Task brief | Show me each line of the listing below where the word "error" appears.

Data extracts Start Marker

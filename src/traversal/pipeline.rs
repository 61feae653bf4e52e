//! Parallel scan pipeline using crossbeam channels
//!
//! Reading, extraction and classification are stateless per file, so they
//! run on N worker threads. Collection is sequential.
//!
//! ```text
//!                     ┌─────────────┐
//!                     │   Producer  │  Feeds unit jobs
//!                     └──────┬──────┘
//!                            │ bounded channel (job_tx → job_rx)
//!            ┌───────────────┼───────────────┐
//!            ▼               ▼               ▼
//!     ┌──────────┐    ┌──────────┐    ┌──────────┐
//!     │ Worker 1 │    │ Worker 2 │    │ Worker N │  read + extract + classify
//!     └────┬─────┘    └────┬─────┘    └────┬─────┘
//!          └───────────────┼───────────────┘
//!                          │ bounded channel (outcome_tx → outcome_rx)
//!                          ▼
//!                   ┌──────────────┐
//!                   │  Collector   │  Gathers outcomes, sorts by file_path
//!                   └──────────────┘
//! ```
//!
//! A failing file produces a `Skipped` outcome; it never stops other workers.

use crate::config::ScanSettings;
use crate::error::ScanError;
use crate::extract::extract;
use crate::models::{MetricRecord, SmellFinding};
use crate::rules::RuleEngine;
use crate::traversal::read::read_unit;
use crossbeam_channel::bounded;
use std::path::{Path, PathBuf};
use std::thread;
use tracing::{debug, warn};

/// One file to scan, tagged with the project it belongs to
#[derive(Debug, Clone)]
pub struct UnitJob {
    pub project: String,
    pub project_root: PathBuf,
    pub path: PathBuf,
}

/// A successfully scanned compilation unit
#[derive(Debug, Clone)]
pub struct ScannedUnit {
    pub record: MetricRecord,
    pub findings: Vec<SmellFinding>,
    /// Path relative to the project root, `/`-separated
    pub relative_path: String,
}

/// A file that was skipped, with the reason
#[derive(Debug)]
pub struct SkippedUnit {
    pub project: String,
    pub error: ScanError,
}

/// Outcome of one job
#[derive(Debug)]
pub enum UnitOutcome {
    Scanned(ScannedUnit),
    Skipped(SkippedUnit),
}

/// Stats from a single worker
#[derive(Debug, Default)]
pub struct WorkerStats {
    pub scanned: usize,
    pub skipped: usize,
}

/// Combined stats from the pipeline
#[derive(Debug, Default, Clone, PartialEq, Eq)]
pub struct PipelineStats {
    pub total_files: usize,
    pub scanned_files: usize,
    pub skipped_files: usize,
    pub findings: usize,
    pub workers: usize,
}

/// Scan one unit: read, extract, tag, classify
pub fn scan_unit(job: &UnitJob, settings: &ScanSettings, engine: &RuleEngine) -> UnitOutcome {
    let source = match read_unit(&job.path, settings) {
        Ok(source) => source,
        Err(error) => {
            return UnitOutcome::Skipped(SkippedUnit {
                project: job.project.clone(),
                error,
            })
        }
    };

    let record = extract(&source, &job.path).with_project(job.project.clone());
    let findings = engine.classify(&record);
    debug!(
        "{}: {} ({} findings)",
        job.path.display(),
        record.class_name,
        findings.len()
    );

    UnitOutcome::Scanned(ScannedUnit {
        relative_path: relative_path(&job.path, &job.project_root),
        record,
        findings,
    })
}

/// Run the pipeline over `jobs` and collect every outcome.
///
/// Scanned units come back sorted by `file_path`; skipped units in the
/// order they were reported. `progress` receives `(done, total)`.
pub fn scan_units_parallel(
    jobs: Vec<UnitJob>,
    settings: &ScanSettings,
    engine: &RuleEngine,
    num_workers: usize,
    buffer_size: usize,
    progress: Option<&(dyn Fn(usize, usize) + Sync)>,
) -> (Vec<ScannedUnit>, Vec<SkippedUnit>, PipelineStats) {
    let total = jobs.len();
    let num_workers = num_workers.max(1).min(total.max(1));
    let buffer_size = buffer_size.max(1);

    let mut stats = PipelineStats {
        total_files: total,
        workers: num_workers,
        ..Default::default()
    };
    let mut scanned = Vec::with_capacity(total);
    let mut skipped = Vec::new();

    thread::scope(|scope| {
        // Channel for jobs (producer → workers)
        let (job_tx, job_rx) = bounded::<UnitJob>(buffer_size);
        // Channel for outcomes (workers → collector)
        let (outcome_tx, outcome_rx) = bounded::<UnitOutcome>(buffer_size);

        scope.spawn(move || {
            for job in jobs {
                // Blocks while workers are busy (backpressure)
                if job_tx.send(job).is_err() {
                    break;
                }
            }
        });

        let mut worker_handles = Vec::with_capacity(num_workers);
        for _ in 0..num_workers {
            let rx = job_rx.clone();
            let tx = outcome_tx.clone();
            worker_handles.push(scope.spawn(move || {
                let mut worker = WorkerStats::default();
                for job in rx {
                    let outcome = scan_unit(&job, settings, engine);
                    match &outcome {
                        UnitOutcome::Scanned(_) => worker.scanned += 1,
                        UnitOutcome::Skipped(s) => {
                            worker.skipped += 1;
                            warn!("{}", s.error);
                        }
                    }
                    if tx.send(outcome).is_err() {
                        break;
                    }
                }
                worker
            }));
        }

        // Workers hold the only remaining ends
        drop(job_rx);
        drop(outcome_tx);

        let mut done = 0;
        for outcome in outcome_rx {
            done += 1;
            if let Some(cb) = progress {
                if done % 50 == 0 || done == total {
                    cb(done, total);
                }
            }
            match outcome {
                UnitOutcome::Scanned(unit) => {
                    stats.findings += unit.findings.len();
                    scanned.push(unit);
                }
                UnitOutcome::Skipped(s) => skipped.push(s),
            }
        }

        for handle in worker_handles {
            if let Ok(worker) = handle.join() {
                stats.scanned_files += worker.scanned;
                stats.skipped_files += worker.skipped;
            }
        }
    });

    scanned.sort_by(|a, b| a.record.file_path.cmp(&b.record.file_path));
    (scanned, skipped, stats)
}

fn relative_path(path: &Path, root: &Path) -> String {
    let rel = path.strip_prefix(root).unwrap_or(path);
    rel.components()
        .map(|c| c.as_os_str().to_string_lossy())
        .collect::<Vec<_>>()
        .join("/")
}
//! Dead code rule (S1604)
//!
//! Many private methods relative to the total suggests unused helpers:
//! `PRIVATE_METHODS >= 3 AND METHODS > 0 AND PRIVATE_METHODS > METHODS * 0.5`

use crate::models::{MetricRecord, Severity, SmellLabel};
use crate::rules::base::{Rule, RuleConfig};

pub struct DeadCodeRule {
    /// Minimum private methods (inclusive)
    min_private: usize,
    /// Private share above which helpers are likely unused
    private_ratio: f64,
    severity: Severity,
}

impl DeadCodeRule {
    pub fn new() -> Self {
        Self {
            min_private: 3,
            private_ratio: 0.5,
            severity: Severity::Minor,
        }
    }

    pub fn with_config(config: &RuleConfig) -> Self {
        let defaults = Self::new();
        Self {
            min_private: config.get_option_or("min_private", defaults.min_private),
            private_ratio: config.get_option_or("private_ratio", defaults.private_ratio),
            severity: config.severity.unwrap_or(defaults.severity),
        }
    }
}

impl Default for DeadCodeRule {
    fn default() -> Self {
        Self::new()
    }
}

impl Rule for DeadCodeRule {
    fn id(&self) -> &'static str {
        "S1604"
    }

    fn name(&self) -> &'static str {
        "dead-code"
    }

    fn label(&self) -> SmellLabel {
        SmellLabel::DeadCode
    }

    fn description(&self) -> &'static str {
        "Detects classes dominated by private methods"
    }

    fn severity(&self) -> Severity {
        self.severity
    }

    fn evaluate(&self, record: &MetricRecord) -> Option<String> {
        let fires = record.private_methods >= self.min_private
            && record.methods > 0
            && record.private_methods as f64 > record.methods as f64 * self.private_ratio;

        fires.then(|| {
            format!(
                "DeadCode: '{}' has {} private methods out of {} total",
                record.class_name, record.private_methods, record.methods
            )
        })
    }
}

Data extracts End Marker

Exercise answer |
use crate::error::ScanError;
    pub error: ScanError,
        Err(error) => {
                error,
                            warn!("{}", s.error);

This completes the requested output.